WHAT IS REQUIRED:
Go through the data and copy each line where the word "NarrowOpts" shows up.

─── RECORDED INFORMATION ───

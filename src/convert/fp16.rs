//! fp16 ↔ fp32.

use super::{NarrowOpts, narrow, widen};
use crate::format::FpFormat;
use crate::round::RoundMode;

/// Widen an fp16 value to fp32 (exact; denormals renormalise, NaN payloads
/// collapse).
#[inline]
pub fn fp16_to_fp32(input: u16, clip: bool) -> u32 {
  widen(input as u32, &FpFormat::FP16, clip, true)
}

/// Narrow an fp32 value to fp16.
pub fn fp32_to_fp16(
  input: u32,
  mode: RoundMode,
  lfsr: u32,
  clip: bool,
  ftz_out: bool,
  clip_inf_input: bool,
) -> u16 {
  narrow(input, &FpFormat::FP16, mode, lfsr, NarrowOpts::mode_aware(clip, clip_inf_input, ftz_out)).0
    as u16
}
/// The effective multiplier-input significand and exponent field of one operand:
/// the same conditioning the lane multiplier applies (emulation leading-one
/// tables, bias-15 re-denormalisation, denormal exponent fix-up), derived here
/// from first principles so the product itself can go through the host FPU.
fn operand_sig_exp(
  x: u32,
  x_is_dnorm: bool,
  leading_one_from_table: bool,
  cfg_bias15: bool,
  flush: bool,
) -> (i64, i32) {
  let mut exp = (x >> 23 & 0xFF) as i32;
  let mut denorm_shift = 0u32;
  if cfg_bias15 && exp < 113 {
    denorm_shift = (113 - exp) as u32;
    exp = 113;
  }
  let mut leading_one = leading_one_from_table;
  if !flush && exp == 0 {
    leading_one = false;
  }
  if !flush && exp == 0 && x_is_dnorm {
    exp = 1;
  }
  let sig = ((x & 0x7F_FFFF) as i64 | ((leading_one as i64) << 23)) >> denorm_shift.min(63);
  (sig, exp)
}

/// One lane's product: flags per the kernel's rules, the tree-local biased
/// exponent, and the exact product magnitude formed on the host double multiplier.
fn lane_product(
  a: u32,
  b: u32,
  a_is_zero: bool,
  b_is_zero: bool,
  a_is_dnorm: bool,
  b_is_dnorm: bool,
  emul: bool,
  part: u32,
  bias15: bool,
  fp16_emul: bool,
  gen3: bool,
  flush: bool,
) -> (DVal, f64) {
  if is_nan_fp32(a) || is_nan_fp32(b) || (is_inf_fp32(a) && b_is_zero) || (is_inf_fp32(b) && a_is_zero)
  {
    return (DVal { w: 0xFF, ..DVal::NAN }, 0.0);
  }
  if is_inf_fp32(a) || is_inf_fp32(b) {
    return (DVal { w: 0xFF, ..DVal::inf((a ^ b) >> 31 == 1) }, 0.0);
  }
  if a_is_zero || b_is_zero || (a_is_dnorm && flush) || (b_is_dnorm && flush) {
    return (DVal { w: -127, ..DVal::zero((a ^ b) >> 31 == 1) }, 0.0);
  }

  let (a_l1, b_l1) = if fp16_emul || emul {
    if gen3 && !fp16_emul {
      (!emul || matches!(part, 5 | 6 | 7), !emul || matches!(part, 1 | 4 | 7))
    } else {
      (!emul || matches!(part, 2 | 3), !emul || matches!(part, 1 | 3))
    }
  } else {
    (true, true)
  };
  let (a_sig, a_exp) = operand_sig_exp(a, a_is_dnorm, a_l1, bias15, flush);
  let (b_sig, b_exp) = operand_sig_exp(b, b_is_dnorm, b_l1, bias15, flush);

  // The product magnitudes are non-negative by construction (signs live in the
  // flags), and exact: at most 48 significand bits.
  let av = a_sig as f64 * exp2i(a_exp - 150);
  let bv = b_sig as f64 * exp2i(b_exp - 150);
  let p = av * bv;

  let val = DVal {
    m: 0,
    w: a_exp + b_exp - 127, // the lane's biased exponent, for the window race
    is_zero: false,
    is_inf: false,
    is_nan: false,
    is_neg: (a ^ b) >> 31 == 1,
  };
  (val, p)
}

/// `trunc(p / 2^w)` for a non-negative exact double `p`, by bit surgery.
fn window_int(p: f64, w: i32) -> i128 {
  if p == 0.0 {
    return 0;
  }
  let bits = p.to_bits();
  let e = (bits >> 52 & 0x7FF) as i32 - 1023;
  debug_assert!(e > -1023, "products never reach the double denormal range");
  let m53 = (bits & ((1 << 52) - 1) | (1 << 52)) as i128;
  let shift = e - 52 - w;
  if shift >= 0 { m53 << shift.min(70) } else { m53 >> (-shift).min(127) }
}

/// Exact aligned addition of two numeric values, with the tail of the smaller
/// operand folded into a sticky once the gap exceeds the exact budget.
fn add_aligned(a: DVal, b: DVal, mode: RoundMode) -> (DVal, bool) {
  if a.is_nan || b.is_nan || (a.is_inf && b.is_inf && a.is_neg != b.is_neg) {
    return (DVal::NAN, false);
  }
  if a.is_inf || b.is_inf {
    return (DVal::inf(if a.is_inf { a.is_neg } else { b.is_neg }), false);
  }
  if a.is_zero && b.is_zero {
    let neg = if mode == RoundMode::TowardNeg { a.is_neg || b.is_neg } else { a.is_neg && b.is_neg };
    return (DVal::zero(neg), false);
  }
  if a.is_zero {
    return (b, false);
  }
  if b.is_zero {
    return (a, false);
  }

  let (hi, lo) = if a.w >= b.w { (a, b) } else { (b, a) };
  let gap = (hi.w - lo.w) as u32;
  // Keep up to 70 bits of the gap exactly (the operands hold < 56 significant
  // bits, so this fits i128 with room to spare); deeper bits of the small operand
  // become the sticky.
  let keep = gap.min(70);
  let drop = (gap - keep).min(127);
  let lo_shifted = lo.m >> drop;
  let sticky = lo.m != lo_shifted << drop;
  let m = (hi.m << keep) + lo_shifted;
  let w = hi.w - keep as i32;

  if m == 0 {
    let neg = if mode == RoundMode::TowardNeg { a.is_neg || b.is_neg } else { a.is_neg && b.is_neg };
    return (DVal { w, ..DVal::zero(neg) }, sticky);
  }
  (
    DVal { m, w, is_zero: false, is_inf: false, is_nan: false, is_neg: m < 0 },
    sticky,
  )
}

───

ANSWER TO THE EXERCISE:
use super::{NarrowOpts, narrow, widen};
  narrow(input, &FpFormat::FP16, mode, lfsr, NarrowOpts::mode_aware(clip, clip_inf_input, ftz_out)).0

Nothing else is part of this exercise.